◆ PROBLEM: The response must consist of the records below, copied exactly.

RECORDS TO USE Block Start

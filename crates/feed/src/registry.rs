//! Session-scoped subscription registry.
//!
//! [`SubscriptionRegistry`] guarantees at most one active subscription per
//! path and gives teardown a single place to cancel everything. It keeps a
//! clone of each subscription's cancellation token; the [`Subscription`]
//! itself is handed to the caller to drain.

use std::collections::HashMap;
use std::sync::Arc;

use tokio_util::sync::CancellationToken;

use crate::transport::{FeedError, FeedTransport, Subscription};

/// Tracks at most one live [`Subscription`] per path on a transport.
///
/// Subscribing to a path that is already active fails with
/// [`FeedError::AlreadySubscribed`]; an ended or dropped subscription frees
/// its path again.
pub struct SubscriptionRegistry {
    transport: Arc<dyn FeedTransport>,
    active: HashMap<String, CancellationToken>,
}

impl SubscriptionRegistry {
    pub fn new(transport: Arc<dyn FeedTransport>) -> Self {
        Self {
            transport,
            active: HashMap::new(),
        }
    }

    /// Subscribe to `path`.
    ///
    /// Fails with [`FeedError::AlreadySubscribed`] while a previous
    /// subscription to the same path is still active.
    pub async fn subscribe(&mut self, path: &str) -> Result<Subscription, FeedError> {
        if self.is_active(path) {
            return Err(FeedError::AlreadySubscribed(path.to_string()));
        }

        let subscription = self.transport.subscribe(path).await?;
        self.active
            .insert(path.to_string(), subscription.cancel_token());
        tracing::info!(path = %path, "Feed subscribed");
        Ok(subscription)
    }

    /// Cancel the subscription to `path`, if any. Idempotent.
    pub fn unsubscribe(&mut self, path: &str) {
        if let Some(token) = self.active.remove(path) {
            if !token.is_cancelled() {
                token.cancel();
                tracing::info!(path = %path, "Feed unsubscribed");
            }
        }
    }

    /// Cancel every subscription. Idempotent.
    pub fn unsubscribe_all(&mut self) {
        let paths: Vec<String> = self.active.keys().cloned().collect();
        for path in paths {
            self.unsubscribe(&path);
        }
    }

    pub fn is_active(&self, path: &str) -> bool {
        self.active
            .get(path)
            .is_some_and(|token| !token.is_cancelled())
    }

    pub fn active_count(&self) -> usize {
        self.active
            .values()
            .filter(|token| !token.is_cancelled())
            .count()
    }
}

impl Drop for SubscriptionRegistry {
    fn drop(&mut self) {
        self.unsubscribe_all();
    }
}
//! Realtime Database event-stream framing and message types.
//!
//! The REST streaming endpoint speaks Server-Sent Events. Each event has an
//! `event:` name and a JSON `data:` line:
//!
//! ```text
//! event: put
//! data: {"path": "/", "data": {"-Nabc": {...}}}
//! ```
//!
//! [`SseDecoder`] reassembles frames from arbitrary byte chunks and
//! [`parse_frame`] turns a frame into a typed [`StreamMessage`].

use serde::Deserialize;
use serde_json::Value;

use crate::transport::FeedError;

/// One raw SSE event.
#[derive(Debug, Clone, PartialEq, Eq, Default)]
pub struct SseFrame {
    pub event: String,
    pub data: String,
}

/// Incremental SSE decoder.
///
/// Bytes are buffered until a full line is available, so frames split across
/// network chunks (even mid UTF-8 sequence) decode correctly.
#[derive(Debug, Default)]
pub struct SseDecoder {
    buffer: Vec<u8>,
    event: Option<String>,
    data: Vec<String>,
}

impl SseDecoder {
    pub fn new() -> Self {
        Self::default()
    }

    /// Consume a chunk and return every frame it completed.
    pub fn feed(&mut self, chunk: &[u8]) -> Vec<SseFrame> {
        self.buffer.extend_from_slice(chunk);

        let mut frames = Vec::new();
        while let Some(pos) = self.buffer.iter().position(|b| *b == b'\n') {
            let mut line: Vec<u8> = self.buffer.drain(..=pos).collect();
            line.pop();
            if line.last() == Some(&b'\r') {
                line.pop();
            }
            let line = String::from_utf8_lossy(&line);
            if let Some(frame) = self.process_line(&line) {
                frames.push(frame);
            }
        }
        frames
    }

    fn process_line(&mut self, line: &str) -> Option<SseFrame> {
        if line.is_empty() {
            return self.dispatch();
        }
        if line.starts_with(':') {
            return None;
        }

        let (field, value) = match line.split_once(':') {
            Some((field, value)) => (field, value.strip_prefix(' ').unwrap_or(value)),
            None => (line, ""),
        };

        match field {
            "event" => self.event = Some(value.to_string()),
            "data" => self.data.push(value.to_string()),
            // `id` and `retry` are not used by the Realtime Database.
            _ => {}
        }
        None
    }

    fn dispatch(&mut self) -> Option<SseFrame> {
        if self.event.is_none() && self.data.is_empty() {
            return None;
        }
        let frame = SseFrame {
            event: self.event.take().unwrap_or_else(|| "message".to_string()),
            data: self.data.join("\n"),
        };
        self.data.clear();
        Some(frame)
    }
}

/// Payload of `put` and `patch` events.
#[derive(Debug, Clone, PartialEq, Deserialize)]
pub struct PathData {
    /// Location relative to the subscribed path; `/` is the path itself.
    pub path: String,
    pub data: Value,
}

/// All event-stream messages the Realtime Database sends.
#[derive(Debug, Clone, PartialEq)]
pub enum StreamMessage {
    /// Replace the value at `path`.
    Put(PathData),
    /// Merge each child of `data` into the value at `path`.
    Patch(PathData),
    KeepAlive,
    /// The server stopped the stream, usually because security rules no
    /// longer allow the read.
    Cancel(String),
    /// The auth credential expired or was revoked.
    AuthRevoked,
}

/// Parse a raw frame into a [`StreamMessage`].
///
/// Returns [`FeedError::Protocol`] for unknown events and malformed data.
pub fn parse_frame(frame: &SseFrame) -> Result<StreamMessage, FeedError> {
    match frame.event.as_str() {
        "put" => parse_path_data(&frame.data).map(StreamMessage::Put),
        "patch" => parse_path_data(&frame.data).map(StreamMessage::Patch),
        "keep-alive" => Ok(StreamMessage::KeepAlive),
        "cancel" => Ok(StreamMessage::Cancel(reason_text(&frame.data))),
        "auth_revoked" => Ok(StreamMessage::AuthRevoked),
        other => Err(FeedError::Protocol(format!("unknown event type: {other}"))),
    }
}

fn parse_path_data(data: &str) -> Result<PathData, FeedError> {
    serde_json::from_str(data)
        .map_err(|e| FeedError::Protocol(format!("malformed event data: {e}")))
}

/// `cancel` data is usually a JSON string, sometimes `null`.
fn reason_text(data: &str) -> String {
    match serde_json::from_str::<Value>(data) {
        Ok(Value::String(reason)) => reason,
        Ok(Value::Null) => "no reason given".to_string(),
        _ if data.trim().is_empty() => "no reason given".to_string(),
        _ => data.to_string(),
    }
}
//! CareWatch notification infrastructure.
//!
//! - [`NotificationBus`]: in-process publish/subscribe hub backed by
//!   `tokio::sync::broadcast`.
//! - [`Notification`]: a transient, 5-second user-facing notification.
//! - [`NotificationDispatcher`]: turns evaluator anomalies into published
//!   notifications, applying the configured [`NotificationPolicy`].

pub mod bus;
pub mod dispatch;
pub mod notification;

pub use bus::NotificationBus;
pub use dispatch::{NotificationDispatcher, NotificationPolicy};
pub use notification::{Notification, NOTIFICATION_DURATION};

RECORDS TO USE Block End

◆ RESPONSE FOR THIS EXERCISE:
filename crates/feed/src/registry.rs
//! Session-scoped subscription registry.
//!
//! [`SubscriptionRegistry`] guarantees at most one active subscription per
//! path and gives teardown a single place to cancel everything. It keeps a
//! clone of each subscription's cancellation token; the [`Subscription`]
//! itself is handed to the caller to drain.

use std::collections::HashMap;
use std::sync::Arc;

use tokio_util::sync::CancellationToken;

use crate::transport::{FeedError, FeedTransport, Subscription};

/// Tracks at most one live [`Subscription`] per path on a transport.
///
/// Subscribing to a path that is already active fails with
/// [`FeedError::AlreadySubscribed`]; an ended or dropped subscription frees
/// its path again.
pub struct SubscriptionRegistry {
    transport: Arc<dyn FeedTransport>,
    active: HashMap<String, CancellationToken>,
}

impl SubscriptionRegistry {
    pub fn new(transport: Arc<dyn FeedTransport>) -> Self {
        Self {
            transport,
            active: HashMap::new(),
        }
    }

    /// Subscribe to `path`.
    ///
    /// Fails with [`FeedError::AlreadySubscribed`] while a previous
    /// subscription to the same path is still active.
    pub async fn subscribe(&mut self, path: &str) -> Result<Subscription, FeedError> {
        if self.is_active(path) {
            return Err(FeedError::AlreadySubscribed(path.to_string()));
        }

        let subscription = self.transport.subscribe(path).await?;
        self.active
            .insert(path.to_string(), subscription.cancel_token());
        tracing::info!(path = %path, "Feed subscribed");
        Ok(subscription)
    }

    /// Cancel the subscription to `path`, if any. Idempotent.
    pub fn unsubscribe(&mut self, path: &str) {
        if let Some(token) = self.active.remove(path) {
            if !token.is_cancelled() {
                token.cancel();
                tracing::info!(path = %path, "Feed unsubscribed");
            }
        }
    }

    /// Cancel every subscription. Idempotent.
    pub fn unsubscribe_all(&mut self) {
        let paths: Vec<String> = self.active.keys().cloned().collect();
        for path in paths {
            self.unsubscribe(&path);
        }
    }

    pub fn is_active(&self, path: &str) -> bool {
        self.active
            .get(path)
            .is_some_and(|token| !token.is_cancelled())
    }

    pub fn active_count(&self) -> usize {
        self.active
            .values()
            .filter(|token| !token.is_cancelled())
            .count()
    }
}

impl Drop for SubscriptionRegistry {
    fn drop(&mut self) {
        self.unsubscribe_all();
    }
}
//! Realtime Database event-stream framing and message types.
//!
//! The REST streaming endpoint speaks Server-Sent Events. Each event has an
//! `event:` name and a JSON `data:` line:
//!
//! ```text
//! event: put
//! data: {"path": "/", "data": {"-Nabc": {...}}}
//! ```
//!
//! [`SseDecoder`] reassembles frames from arbitrary byte chunks and
//! [`parse_frame`] turns a frame into a typed [`StreamMessage`].

use serde::Deserialize;
use serde_json::Value;

use crate::transport::FeedError;

/// One raw SSE event.
#[derive(Debug, Clone, PartialEq, Eq, Default)]
pub struct SseFrame {
    pub event: String,
    pub data: String,
}

/// Incremental SSE decoder.
///
/// Bytes are buffered until a full line is available, so frames split across
/// network chunks (even mid UTF-8 sequence) decode correctly.
#[derive(Debug, Default)]
pub struct SseDecoder {
    buffer: Vec<u8>,
    event: Option<String>,
    data: Vec<String>,
}

impl SseDecoder {
    pub fn new() -> Self {
        Self::default()
    }

    /// Consume a chunk and return every frame it completed.
    pub fn feed(&mut self, chunk: &[u8]) -> Vec<SseFrame> {
        self.buffer.extend_from_slice(chunk);

        let mut frames = Vec::new();
        while let Some(pos) = self.buffer.iter().position(|b| *b == b'\n') {
            let mut line: Vec<u8> = self.buffer.drain(..=pos).collect();
            line.pop();
            if line.last() == Some(&b'\r') {
                line.pop();
            }
            let line = String::from_utf8_lossy(&line);
            if let Some(frame) = self.process_line(&line) {
                frames.push(frame);
            }
        }
        frames
    }

    fn process_line(&mut self, line: &str) -> Option<SseFrame> {
        if line.is_empty() {
            return self.dispatch();
        }
        if line.starts_with(':') {
            return None;
        }

        let (field, value) = match line.split_once(':') {
            Some((field, value)) => (field, value.strip_prefix(' ').unwrap_or(value)),
            None => (line, ""),
        };

        match field {
            "event" => self.event = Some(value.to_string()),
            "data" => self.data.push(value.to_string()),
            // `id` and `retry` are not used by the Realtime Database.
            _ => {}
        }
        None
    }

    fn dispatch(&mut self) -> Option<SseFrame> {
        if self.event.is_none() && self.data.is_empty() {
            return None;
        }
        let frame = SseFrame {
            event: self.event.take().unwrap_or_else(|| "message".to_string()),
            data: self.data.join("\n"),
        };
        self.data.clear();
        Some(frame)
    }
}

/// Payload of `put` and `patch` events.
#[derive(Debug, Clone, PartialEq, Deserialize)]
pub struct PathData {
    /// Location relative to the subscribed path; `/` is the path itself.
    pub path: String,
    pub data: Value,
}

/// All event-stream messages the Realtime Database sends.
#[derive(Debug, Clone, PartialEq)]
pub enum StreamMessage {
    /// Replace the value at `path`.
    Put(PathData),
    /// Merge each child of `data` into the value at `path`.
    Patch(PathData),
    KeepAlive,
    /// The server stopped the stream, usually because security rules no
    /// longer allow the read.
    Cancel(String),
    /// The auth credential expired or was revoked.
    AuthRevoked,
}

/// Parse a raw frame into a [`StreamMessage`].
///
/// Returns [`FeedError::Protocol`] for unknown events and malformed data.
pub fn parse_frame(frame: &SseFrame) -> Result<StreamMessage, FeedError> {
    match frame.event.as_str() {
        "put" => parse_path_data(&frame.data).map(StreamMessage::Put),
        "patch" => parse_path_data(&frame.data).map(StreamMessage::Patch),
        "keep-alive" => Ok(StreamMessage::KeepAlive),
        "cancel" => Ok(StreamMessage::Cancel(reason_text(&frame.data))),
        "auth_revoked" => Ok(StreamMessage::AuthRevoked),
        other => Err(FeedError::Protocol(format!("unknown event type: {other}"))),
    }
}

fn parse_path_data(data: &str) -> Result<PathData, FeedError> {
    serde_json::from_str(data)
        .map_err(|e| FeedError::Protocol(format!("malformed event data: {e}")))
}

/// `cancel` data is usually a JSON string, sometimes `null`.
fn reason_text(data: &str) -> String {
    match serde_json::from_str::<Value>(data) {
        Ok(Value::String(reason)) => reason,
        Ok(Value::Null) => "no reason given".to_string(),
        _ if data.trim().is_empty() => "no reason given".to_string(),
        _ => data.to_string(),
    }
}
//! CareWatch notification infrastructure.
//!
//! - [`NotificationBus`]: in-process publish/subscribe hub backed by
//!   `tokio::sync::broadcast`.
//! - [`Notification`]: a transient, 5-second user-facing notification.
//! - [`NotificationDispatcher`]: turns evaluator anomalies into published
//!   notifications, applying the configured [`NotificationPolicy`].

pub mod bus;
pub mod dispatch;
pub mod notification;

pub use bus::NotificationBus;
pub use dispatch::{NotificationDispatcher, NotificationPolicy};
pub use notification::{Notification, NOTIFICATION_DURATION};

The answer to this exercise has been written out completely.